[Stored data entries]
━━━━━━━━━━━━━━━━━━━━

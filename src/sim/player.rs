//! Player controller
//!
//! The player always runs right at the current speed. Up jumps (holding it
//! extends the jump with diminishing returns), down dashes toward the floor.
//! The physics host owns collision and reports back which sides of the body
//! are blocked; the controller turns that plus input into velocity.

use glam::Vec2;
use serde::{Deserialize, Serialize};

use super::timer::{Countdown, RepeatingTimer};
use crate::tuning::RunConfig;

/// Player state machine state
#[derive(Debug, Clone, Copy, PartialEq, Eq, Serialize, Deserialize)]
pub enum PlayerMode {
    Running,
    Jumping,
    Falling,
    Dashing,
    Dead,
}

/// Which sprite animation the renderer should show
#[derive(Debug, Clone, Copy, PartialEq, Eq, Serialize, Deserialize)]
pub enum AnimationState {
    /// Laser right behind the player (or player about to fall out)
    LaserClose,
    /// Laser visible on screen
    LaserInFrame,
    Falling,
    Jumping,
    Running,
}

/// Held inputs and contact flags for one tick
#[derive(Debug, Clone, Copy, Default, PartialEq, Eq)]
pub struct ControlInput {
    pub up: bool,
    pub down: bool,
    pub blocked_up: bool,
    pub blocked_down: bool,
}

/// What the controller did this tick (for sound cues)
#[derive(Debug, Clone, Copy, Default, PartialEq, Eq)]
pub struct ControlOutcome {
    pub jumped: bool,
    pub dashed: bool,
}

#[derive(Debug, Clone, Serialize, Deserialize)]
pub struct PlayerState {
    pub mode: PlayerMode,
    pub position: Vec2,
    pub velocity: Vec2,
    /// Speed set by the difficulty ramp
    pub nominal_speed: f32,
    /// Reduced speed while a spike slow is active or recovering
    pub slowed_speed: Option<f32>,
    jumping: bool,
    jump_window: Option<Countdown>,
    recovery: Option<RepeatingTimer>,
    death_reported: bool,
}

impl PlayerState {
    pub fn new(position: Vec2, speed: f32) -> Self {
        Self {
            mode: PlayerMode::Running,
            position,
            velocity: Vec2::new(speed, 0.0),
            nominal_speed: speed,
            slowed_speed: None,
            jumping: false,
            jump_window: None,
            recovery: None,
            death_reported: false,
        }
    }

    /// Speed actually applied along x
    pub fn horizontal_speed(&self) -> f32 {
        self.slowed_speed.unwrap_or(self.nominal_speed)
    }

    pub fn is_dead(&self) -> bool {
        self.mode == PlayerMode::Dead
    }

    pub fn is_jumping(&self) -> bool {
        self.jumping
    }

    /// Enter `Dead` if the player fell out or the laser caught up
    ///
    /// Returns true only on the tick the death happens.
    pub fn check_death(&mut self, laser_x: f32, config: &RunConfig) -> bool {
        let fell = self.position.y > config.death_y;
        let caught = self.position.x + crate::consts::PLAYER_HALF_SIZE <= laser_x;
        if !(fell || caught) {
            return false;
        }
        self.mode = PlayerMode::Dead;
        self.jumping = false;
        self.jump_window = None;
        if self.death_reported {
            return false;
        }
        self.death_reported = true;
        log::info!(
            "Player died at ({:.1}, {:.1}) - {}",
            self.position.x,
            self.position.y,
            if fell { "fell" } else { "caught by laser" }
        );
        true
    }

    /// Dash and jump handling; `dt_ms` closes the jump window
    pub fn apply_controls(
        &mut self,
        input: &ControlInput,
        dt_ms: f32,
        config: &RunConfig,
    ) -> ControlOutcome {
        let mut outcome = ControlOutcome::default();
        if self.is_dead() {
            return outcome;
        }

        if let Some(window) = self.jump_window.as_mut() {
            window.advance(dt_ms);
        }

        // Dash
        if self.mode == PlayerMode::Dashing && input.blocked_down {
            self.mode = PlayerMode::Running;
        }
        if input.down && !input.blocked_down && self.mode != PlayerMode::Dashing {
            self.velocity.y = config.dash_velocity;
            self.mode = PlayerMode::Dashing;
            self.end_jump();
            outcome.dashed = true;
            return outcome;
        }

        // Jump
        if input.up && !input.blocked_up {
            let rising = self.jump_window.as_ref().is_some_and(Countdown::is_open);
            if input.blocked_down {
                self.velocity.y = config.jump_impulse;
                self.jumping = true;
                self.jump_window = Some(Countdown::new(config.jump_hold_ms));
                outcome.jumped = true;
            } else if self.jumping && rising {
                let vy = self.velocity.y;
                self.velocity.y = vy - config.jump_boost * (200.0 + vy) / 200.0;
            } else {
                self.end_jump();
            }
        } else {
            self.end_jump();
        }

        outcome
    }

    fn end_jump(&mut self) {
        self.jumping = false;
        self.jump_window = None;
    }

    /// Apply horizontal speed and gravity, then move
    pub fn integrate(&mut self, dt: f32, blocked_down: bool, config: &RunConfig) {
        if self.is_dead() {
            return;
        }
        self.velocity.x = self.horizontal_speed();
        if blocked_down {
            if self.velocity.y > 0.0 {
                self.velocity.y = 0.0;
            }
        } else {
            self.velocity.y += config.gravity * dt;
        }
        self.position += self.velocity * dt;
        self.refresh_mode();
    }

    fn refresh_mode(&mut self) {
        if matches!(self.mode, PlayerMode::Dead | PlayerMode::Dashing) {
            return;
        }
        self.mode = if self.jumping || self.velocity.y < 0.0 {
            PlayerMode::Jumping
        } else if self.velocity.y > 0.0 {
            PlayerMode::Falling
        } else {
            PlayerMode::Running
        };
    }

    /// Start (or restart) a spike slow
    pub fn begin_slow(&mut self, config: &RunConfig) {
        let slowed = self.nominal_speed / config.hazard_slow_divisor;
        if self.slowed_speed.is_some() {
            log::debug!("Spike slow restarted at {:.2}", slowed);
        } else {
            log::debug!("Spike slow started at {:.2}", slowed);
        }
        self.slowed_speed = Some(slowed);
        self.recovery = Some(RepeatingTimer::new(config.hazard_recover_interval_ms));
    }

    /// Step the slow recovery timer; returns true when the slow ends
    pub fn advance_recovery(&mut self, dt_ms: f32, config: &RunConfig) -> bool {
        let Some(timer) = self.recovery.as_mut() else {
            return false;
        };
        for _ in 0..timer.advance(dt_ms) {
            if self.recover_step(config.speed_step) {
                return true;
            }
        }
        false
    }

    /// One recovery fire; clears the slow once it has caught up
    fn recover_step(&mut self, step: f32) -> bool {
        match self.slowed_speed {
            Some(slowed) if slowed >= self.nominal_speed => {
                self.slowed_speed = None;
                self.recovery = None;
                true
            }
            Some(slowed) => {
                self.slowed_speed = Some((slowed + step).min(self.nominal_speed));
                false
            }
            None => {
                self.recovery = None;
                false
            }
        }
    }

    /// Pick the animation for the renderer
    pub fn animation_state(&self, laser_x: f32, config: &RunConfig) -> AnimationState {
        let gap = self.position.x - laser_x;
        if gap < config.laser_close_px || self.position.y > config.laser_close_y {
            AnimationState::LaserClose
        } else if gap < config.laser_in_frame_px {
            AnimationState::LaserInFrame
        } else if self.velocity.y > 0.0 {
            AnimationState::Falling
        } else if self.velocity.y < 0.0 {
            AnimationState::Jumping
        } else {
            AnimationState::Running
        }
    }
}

━━━━━━━━━━━━━━━━━━━━

Exercise goal: Exactly as they stand, please print the lines from the first line of the records above down to the line that includes "renderer should show", both of those included and no others.

Written answer:
filename src/sim/player.rs
//! Player controller
//!
//! The player always runs right at the current speed. Up jumps (holding it
//! extends the jump with diminishing returns), down dashes toward the floor.
//! The physics host owns collision and reports back which sides of the body
//! are blocked; the controller turns that plus input into velocity.

use glam::Vec2;
use serde::{Deserialize, Serialize};

use super::timer::{Countdown, RepeatingTimer};
use crate::tuning::RunConfig;

/// Player state machine state
#[derive(Debug, Clone, Copy, PartialEq, Eq, Serialize, Deserialize)]
pub enum PlayerMode {
    Running,
    Jumping,
    Falling,
    Dashing,
    Dead,
}

/// Which sprite animation the renderer should show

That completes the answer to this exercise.